### What is expected
Look through the entries below and extract exactly the lines from the one containing "let generation = ctx.config.static_generation();" through the one containing "debug!(url = %request.url, cached_at", ends included.
Start of Supplied data
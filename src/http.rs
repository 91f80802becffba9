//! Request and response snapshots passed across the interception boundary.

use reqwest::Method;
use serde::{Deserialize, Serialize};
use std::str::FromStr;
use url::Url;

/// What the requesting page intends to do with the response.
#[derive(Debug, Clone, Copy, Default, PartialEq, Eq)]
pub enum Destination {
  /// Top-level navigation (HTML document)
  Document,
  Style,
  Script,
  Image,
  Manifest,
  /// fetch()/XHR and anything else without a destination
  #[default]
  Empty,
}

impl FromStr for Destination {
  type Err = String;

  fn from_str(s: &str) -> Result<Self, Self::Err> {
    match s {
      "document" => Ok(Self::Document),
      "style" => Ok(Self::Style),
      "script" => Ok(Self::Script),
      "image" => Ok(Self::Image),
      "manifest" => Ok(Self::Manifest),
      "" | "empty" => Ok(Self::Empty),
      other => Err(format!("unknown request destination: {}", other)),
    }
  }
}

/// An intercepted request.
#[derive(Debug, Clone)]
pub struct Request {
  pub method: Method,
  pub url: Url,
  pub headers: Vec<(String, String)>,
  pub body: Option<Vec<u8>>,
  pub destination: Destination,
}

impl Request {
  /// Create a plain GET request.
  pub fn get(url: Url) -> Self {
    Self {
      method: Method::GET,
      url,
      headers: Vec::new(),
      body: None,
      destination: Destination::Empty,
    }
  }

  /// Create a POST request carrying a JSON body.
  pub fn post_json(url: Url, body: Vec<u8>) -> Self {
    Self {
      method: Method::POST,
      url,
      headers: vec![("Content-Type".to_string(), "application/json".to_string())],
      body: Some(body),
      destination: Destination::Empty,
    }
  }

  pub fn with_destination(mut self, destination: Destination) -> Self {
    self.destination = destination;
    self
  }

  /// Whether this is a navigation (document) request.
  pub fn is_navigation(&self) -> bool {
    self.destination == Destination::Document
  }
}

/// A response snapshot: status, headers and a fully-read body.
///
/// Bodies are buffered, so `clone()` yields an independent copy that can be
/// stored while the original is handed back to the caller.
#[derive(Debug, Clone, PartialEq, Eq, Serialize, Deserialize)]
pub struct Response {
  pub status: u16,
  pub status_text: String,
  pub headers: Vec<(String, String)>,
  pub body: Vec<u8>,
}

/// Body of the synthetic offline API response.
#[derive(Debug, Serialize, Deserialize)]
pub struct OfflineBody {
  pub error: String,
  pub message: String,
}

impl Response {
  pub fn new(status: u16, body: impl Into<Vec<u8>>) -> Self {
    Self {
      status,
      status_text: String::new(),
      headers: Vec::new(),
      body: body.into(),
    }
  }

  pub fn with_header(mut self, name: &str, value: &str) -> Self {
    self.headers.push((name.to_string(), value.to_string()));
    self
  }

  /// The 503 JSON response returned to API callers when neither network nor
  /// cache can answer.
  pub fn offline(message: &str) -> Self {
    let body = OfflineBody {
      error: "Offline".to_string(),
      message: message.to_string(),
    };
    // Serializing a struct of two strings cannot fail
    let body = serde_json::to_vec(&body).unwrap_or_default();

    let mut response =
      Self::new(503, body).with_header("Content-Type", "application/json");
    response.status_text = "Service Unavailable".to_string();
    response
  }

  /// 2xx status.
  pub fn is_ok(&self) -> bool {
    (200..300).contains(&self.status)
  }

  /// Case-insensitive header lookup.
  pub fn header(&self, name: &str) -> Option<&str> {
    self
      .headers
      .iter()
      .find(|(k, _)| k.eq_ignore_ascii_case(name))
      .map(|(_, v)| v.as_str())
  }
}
End of Supplied data
Start of Supplied data
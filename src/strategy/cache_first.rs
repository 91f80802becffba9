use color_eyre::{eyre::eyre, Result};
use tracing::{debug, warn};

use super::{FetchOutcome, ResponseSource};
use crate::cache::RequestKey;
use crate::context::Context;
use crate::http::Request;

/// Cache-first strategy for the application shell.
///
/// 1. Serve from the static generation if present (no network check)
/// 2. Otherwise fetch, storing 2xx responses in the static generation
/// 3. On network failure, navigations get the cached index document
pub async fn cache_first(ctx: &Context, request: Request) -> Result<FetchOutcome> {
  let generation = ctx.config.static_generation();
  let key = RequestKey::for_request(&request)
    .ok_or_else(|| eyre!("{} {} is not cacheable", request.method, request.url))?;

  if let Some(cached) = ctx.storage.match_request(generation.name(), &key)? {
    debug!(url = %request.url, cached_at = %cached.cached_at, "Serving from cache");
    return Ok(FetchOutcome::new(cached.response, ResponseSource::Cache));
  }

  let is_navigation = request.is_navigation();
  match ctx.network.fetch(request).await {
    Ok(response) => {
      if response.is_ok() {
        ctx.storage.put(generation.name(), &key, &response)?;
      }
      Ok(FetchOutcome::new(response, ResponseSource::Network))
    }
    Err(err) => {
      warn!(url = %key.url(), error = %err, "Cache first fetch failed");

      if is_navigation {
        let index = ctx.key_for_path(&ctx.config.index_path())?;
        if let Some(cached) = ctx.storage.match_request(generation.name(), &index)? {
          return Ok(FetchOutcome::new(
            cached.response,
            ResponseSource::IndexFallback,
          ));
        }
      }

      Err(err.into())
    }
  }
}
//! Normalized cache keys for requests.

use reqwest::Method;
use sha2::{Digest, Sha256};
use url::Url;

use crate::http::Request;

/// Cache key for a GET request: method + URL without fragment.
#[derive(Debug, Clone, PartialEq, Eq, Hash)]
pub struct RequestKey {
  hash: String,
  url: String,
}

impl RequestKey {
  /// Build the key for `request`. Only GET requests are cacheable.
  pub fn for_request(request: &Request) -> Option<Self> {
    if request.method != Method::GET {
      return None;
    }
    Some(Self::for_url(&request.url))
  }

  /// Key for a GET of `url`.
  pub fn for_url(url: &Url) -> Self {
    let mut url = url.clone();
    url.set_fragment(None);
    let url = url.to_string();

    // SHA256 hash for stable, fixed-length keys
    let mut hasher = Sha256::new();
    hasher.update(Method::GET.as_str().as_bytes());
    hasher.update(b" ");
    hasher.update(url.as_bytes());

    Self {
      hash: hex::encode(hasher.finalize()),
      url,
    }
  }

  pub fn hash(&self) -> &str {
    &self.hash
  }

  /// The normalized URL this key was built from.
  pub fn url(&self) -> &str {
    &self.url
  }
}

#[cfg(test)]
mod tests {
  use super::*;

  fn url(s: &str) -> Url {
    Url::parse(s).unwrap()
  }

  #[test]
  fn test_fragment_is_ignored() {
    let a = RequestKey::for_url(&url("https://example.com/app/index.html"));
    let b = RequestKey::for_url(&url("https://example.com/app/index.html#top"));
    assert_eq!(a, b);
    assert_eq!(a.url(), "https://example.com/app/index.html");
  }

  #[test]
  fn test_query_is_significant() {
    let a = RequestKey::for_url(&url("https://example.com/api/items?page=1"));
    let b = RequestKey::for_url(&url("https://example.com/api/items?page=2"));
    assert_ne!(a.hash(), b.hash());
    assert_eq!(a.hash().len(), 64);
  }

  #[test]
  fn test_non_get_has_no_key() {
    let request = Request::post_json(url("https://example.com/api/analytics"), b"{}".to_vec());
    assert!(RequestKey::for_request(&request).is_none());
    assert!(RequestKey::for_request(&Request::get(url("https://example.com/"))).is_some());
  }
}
End of Supplied data
Start of Supplied data
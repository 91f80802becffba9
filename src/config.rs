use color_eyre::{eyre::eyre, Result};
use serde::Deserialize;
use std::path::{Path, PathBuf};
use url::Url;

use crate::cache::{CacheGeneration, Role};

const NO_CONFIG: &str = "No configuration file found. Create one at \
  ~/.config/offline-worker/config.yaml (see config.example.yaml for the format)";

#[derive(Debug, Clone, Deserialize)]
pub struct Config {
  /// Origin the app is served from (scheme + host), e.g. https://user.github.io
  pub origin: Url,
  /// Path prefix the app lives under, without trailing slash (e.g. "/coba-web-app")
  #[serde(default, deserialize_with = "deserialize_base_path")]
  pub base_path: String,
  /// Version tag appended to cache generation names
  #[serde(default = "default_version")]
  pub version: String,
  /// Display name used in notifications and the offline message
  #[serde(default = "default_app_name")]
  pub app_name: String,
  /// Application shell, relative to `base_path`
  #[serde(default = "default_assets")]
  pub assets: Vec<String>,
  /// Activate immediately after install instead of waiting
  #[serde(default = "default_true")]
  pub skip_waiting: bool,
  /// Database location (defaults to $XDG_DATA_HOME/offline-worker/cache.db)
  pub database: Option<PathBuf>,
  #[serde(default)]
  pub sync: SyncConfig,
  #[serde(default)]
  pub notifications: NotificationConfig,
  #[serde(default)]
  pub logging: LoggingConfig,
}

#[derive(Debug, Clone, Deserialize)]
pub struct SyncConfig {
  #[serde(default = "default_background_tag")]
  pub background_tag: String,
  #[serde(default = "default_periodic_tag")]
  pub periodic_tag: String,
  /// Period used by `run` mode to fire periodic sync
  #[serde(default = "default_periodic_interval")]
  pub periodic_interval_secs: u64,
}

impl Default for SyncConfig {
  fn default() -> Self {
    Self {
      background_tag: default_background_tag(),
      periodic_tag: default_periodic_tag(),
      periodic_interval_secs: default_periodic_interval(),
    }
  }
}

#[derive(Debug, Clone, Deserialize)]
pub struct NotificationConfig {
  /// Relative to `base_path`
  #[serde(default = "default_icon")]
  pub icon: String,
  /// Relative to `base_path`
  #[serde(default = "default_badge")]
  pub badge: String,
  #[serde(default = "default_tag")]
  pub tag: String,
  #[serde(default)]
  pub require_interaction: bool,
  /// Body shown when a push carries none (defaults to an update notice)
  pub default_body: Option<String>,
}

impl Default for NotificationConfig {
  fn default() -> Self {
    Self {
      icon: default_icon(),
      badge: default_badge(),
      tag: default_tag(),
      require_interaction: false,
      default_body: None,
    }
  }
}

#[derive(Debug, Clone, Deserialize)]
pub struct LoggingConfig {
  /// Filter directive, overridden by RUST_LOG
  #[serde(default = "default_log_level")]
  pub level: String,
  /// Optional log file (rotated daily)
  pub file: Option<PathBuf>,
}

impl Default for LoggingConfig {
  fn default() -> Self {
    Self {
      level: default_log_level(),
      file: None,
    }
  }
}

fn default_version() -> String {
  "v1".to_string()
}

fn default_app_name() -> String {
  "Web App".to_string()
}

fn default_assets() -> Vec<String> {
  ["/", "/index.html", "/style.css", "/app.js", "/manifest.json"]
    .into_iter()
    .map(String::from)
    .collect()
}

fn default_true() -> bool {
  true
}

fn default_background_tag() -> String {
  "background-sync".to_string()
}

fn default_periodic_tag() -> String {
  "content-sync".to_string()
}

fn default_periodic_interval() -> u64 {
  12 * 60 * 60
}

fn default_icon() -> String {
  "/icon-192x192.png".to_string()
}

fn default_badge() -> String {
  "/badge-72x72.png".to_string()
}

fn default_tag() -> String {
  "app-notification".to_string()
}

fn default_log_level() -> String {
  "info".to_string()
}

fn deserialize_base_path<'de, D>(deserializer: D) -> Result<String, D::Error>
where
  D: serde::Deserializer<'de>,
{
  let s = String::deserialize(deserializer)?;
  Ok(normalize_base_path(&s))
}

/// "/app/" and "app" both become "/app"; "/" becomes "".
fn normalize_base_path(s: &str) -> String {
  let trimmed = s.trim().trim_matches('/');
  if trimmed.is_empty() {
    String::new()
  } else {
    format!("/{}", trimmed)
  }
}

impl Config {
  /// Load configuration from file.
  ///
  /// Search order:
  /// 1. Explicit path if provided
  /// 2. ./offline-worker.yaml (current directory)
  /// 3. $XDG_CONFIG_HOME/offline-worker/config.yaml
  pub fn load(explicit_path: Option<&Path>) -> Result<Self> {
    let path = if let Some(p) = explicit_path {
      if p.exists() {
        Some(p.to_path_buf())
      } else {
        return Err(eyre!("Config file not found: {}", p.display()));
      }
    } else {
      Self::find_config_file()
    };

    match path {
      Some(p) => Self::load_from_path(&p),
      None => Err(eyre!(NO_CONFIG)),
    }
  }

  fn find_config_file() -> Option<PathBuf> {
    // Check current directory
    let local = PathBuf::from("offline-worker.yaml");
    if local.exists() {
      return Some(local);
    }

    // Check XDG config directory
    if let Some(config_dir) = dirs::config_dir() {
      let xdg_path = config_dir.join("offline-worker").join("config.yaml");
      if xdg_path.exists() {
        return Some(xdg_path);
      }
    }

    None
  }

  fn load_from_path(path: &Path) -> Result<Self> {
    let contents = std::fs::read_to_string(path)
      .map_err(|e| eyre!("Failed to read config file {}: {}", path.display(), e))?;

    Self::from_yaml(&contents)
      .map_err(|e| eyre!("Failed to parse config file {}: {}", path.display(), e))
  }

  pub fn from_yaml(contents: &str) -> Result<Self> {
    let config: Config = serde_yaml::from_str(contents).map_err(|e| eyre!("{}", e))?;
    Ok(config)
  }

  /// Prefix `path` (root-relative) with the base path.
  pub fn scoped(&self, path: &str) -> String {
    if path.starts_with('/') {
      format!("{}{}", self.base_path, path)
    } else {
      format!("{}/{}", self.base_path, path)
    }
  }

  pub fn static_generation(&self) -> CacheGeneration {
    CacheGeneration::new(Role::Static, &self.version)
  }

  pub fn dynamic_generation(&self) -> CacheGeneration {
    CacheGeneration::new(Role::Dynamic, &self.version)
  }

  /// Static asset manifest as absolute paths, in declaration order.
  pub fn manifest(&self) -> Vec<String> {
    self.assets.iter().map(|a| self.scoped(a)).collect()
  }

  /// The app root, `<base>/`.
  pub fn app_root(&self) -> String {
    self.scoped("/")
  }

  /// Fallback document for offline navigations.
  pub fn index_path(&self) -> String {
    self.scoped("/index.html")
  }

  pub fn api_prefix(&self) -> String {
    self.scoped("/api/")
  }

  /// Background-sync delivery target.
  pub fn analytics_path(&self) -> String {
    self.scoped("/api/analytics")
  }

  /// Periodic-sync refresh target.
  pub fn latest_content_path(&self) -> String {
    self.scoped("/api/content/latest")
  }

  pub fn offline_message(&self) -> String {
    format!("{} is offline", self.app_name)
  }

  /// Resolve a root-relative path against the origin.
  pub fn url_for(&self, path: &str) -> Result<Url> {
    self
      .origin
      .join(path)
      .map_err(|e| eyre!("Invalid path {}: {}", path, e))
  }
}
End of Supplied data
### Worked solution
  let generation = ctx.config.static_generation();
  let key = RequestKey::for_request(&request)
    .ok_or_else(|| eyre!("{} {} is not cacheable", request.method, request.url))?;

  if let Some(cached) = ctx.storage.match_request(generation.name(), &key)? {
    debug!(url = %request.url, cached_at = %cached.cached_at, "Serving from cache");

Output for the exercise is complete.